- **WORK INSTRUCTIONS**
Collect the lines of the entries where "call" shows up.

-*-

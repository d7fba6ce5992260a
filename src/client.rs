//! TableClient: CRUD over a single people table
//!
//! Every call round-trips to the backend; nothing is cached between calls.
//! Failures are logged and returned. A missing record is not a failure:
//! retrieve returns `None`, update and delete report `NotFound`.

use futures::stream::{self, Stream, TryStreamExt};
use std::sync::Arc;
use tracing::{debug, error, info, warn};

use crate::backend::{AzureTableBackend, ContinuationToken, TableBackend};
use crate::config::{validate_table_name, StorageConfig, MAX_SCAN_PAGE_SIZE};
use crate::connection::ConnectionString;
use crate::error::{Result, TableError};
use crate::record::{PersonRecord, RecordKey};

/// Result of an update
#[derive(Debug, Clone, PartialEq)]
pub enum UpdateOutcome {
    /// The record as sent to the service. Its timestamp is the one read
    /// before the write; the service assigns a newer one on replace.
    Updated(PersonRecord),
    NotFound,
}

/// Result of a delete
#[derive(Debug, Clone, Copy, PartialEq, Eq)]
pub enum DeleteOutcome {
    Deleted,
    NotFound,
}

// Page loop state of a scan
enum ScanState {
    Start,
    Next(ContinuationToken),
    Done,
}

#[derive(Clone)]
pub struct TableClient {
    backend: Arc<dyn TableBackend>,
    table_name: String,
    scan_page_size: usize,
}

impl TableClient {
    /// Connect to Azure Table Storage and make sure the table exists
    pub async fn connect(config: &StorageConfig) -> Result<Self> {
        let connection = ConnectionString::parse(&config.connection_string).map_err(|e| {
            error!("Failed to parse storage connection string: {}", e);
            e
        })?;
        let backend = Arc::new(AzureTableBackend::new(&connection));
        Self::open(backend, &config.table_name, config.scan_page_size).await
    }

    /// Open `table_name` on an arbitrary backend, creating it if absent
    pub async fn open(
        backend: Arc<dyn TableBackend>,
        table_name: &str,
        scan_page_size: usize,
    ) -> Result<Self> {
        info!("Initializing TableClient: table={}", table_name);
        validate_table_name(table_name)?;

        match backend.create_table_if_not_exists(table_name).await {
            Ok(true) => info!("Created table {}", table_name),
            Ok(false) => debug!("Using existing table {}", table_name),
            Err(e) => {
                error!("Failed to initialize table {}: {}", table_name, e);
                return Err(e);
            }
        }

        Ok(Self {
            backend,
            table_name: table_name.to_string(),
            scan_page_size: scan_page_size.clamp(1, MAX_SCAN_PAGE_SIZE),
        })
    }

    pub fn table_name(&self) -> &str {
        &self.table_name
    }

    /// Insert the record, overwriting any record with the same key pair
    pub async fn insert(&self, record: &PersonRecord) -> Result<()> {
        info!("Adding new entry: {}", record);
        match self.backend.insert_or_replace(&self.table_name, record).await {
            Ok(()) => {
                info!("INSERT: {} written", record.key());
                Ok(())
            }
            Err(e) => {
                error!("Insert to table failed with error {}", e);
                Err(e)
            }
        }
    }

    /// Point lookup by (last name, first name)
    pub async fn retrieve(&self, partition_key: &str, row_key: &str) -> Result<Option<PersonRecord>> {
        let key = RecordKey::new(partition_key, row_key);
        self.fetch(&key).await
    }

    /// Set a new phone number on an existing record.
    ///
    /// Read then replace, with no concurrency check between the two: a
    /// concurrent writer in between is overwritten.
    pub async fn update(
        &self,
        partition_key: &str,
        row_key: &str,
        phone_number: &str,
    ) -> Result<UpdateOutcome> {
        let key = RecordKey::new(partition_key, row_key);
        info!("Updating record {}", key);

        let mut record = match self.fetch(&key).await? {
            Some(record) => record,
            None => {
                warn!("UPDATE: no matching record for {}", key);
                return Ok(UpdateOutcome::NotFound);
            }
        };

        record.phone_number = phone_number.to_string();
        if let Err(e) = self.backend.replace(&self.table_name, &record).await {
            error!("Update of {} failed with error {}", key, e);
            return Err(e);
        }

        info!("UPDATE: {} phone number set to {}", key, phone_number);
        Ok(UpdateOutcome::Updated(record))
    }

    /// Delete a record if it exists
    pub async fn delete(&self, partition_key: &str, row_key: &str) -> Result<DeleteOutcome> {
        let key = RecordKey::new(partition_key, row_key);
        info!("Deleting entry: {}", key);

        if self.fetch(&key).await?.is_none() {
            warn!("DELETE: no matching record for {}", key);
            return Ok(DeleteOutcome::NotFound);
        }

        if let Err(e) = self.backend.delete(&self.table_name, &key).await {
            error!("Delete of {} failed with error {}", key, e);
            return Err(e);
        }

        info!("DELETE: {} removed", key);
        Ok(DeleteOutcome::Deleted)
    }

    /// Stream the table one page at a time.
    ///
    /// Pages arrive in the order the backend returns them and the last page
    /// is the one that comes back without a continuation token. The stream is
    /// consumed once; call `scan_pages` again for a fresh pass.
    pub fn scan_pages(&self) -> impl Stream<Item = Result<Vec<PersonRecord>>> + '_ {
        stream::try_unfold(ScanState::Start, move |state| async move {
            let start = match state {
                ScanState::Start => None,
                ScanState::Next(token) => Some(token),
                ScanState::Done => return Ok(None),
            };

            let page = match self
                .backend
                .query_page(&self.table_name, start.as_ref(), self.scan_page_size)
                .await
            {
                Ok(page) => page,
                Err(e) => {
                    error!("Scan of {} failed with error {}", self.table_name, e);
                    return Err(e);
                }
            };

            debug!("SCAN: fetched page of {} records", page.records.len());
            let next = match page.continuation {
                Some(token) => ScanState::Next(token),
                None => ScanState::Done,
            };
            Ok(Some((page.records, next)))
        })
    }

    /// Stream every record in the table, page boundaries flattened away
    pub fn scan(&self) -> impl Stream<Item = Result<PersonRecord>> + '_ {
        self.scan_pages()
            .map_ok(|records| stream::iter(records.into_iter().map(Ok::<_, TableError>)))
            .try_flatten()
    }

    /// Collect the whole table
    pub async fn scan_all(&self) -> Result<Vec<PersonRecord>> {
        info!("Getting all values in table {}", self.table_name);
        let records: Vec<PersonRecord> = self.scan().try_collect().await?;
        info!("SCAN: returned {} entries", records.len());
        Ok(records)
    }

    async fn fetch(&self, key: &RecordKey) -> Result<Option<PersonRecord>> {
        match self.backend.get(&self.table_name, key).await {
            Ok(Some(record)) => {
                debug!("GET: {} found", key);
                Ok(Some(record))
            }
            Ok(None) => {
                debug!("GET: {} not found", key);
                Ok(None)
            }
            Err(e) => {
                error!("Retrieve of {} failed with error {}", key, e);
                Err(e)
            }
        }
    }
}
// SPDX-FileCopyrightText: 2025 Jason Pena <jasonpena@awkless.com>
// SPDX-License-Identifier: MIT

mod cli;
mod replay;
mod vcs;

-*-

- **COMPLETED TASK**
//! Every call round-trips to the backend; nothing is cached between calls.
    /// consumed once; call `scan_pages` again for a fresh pass.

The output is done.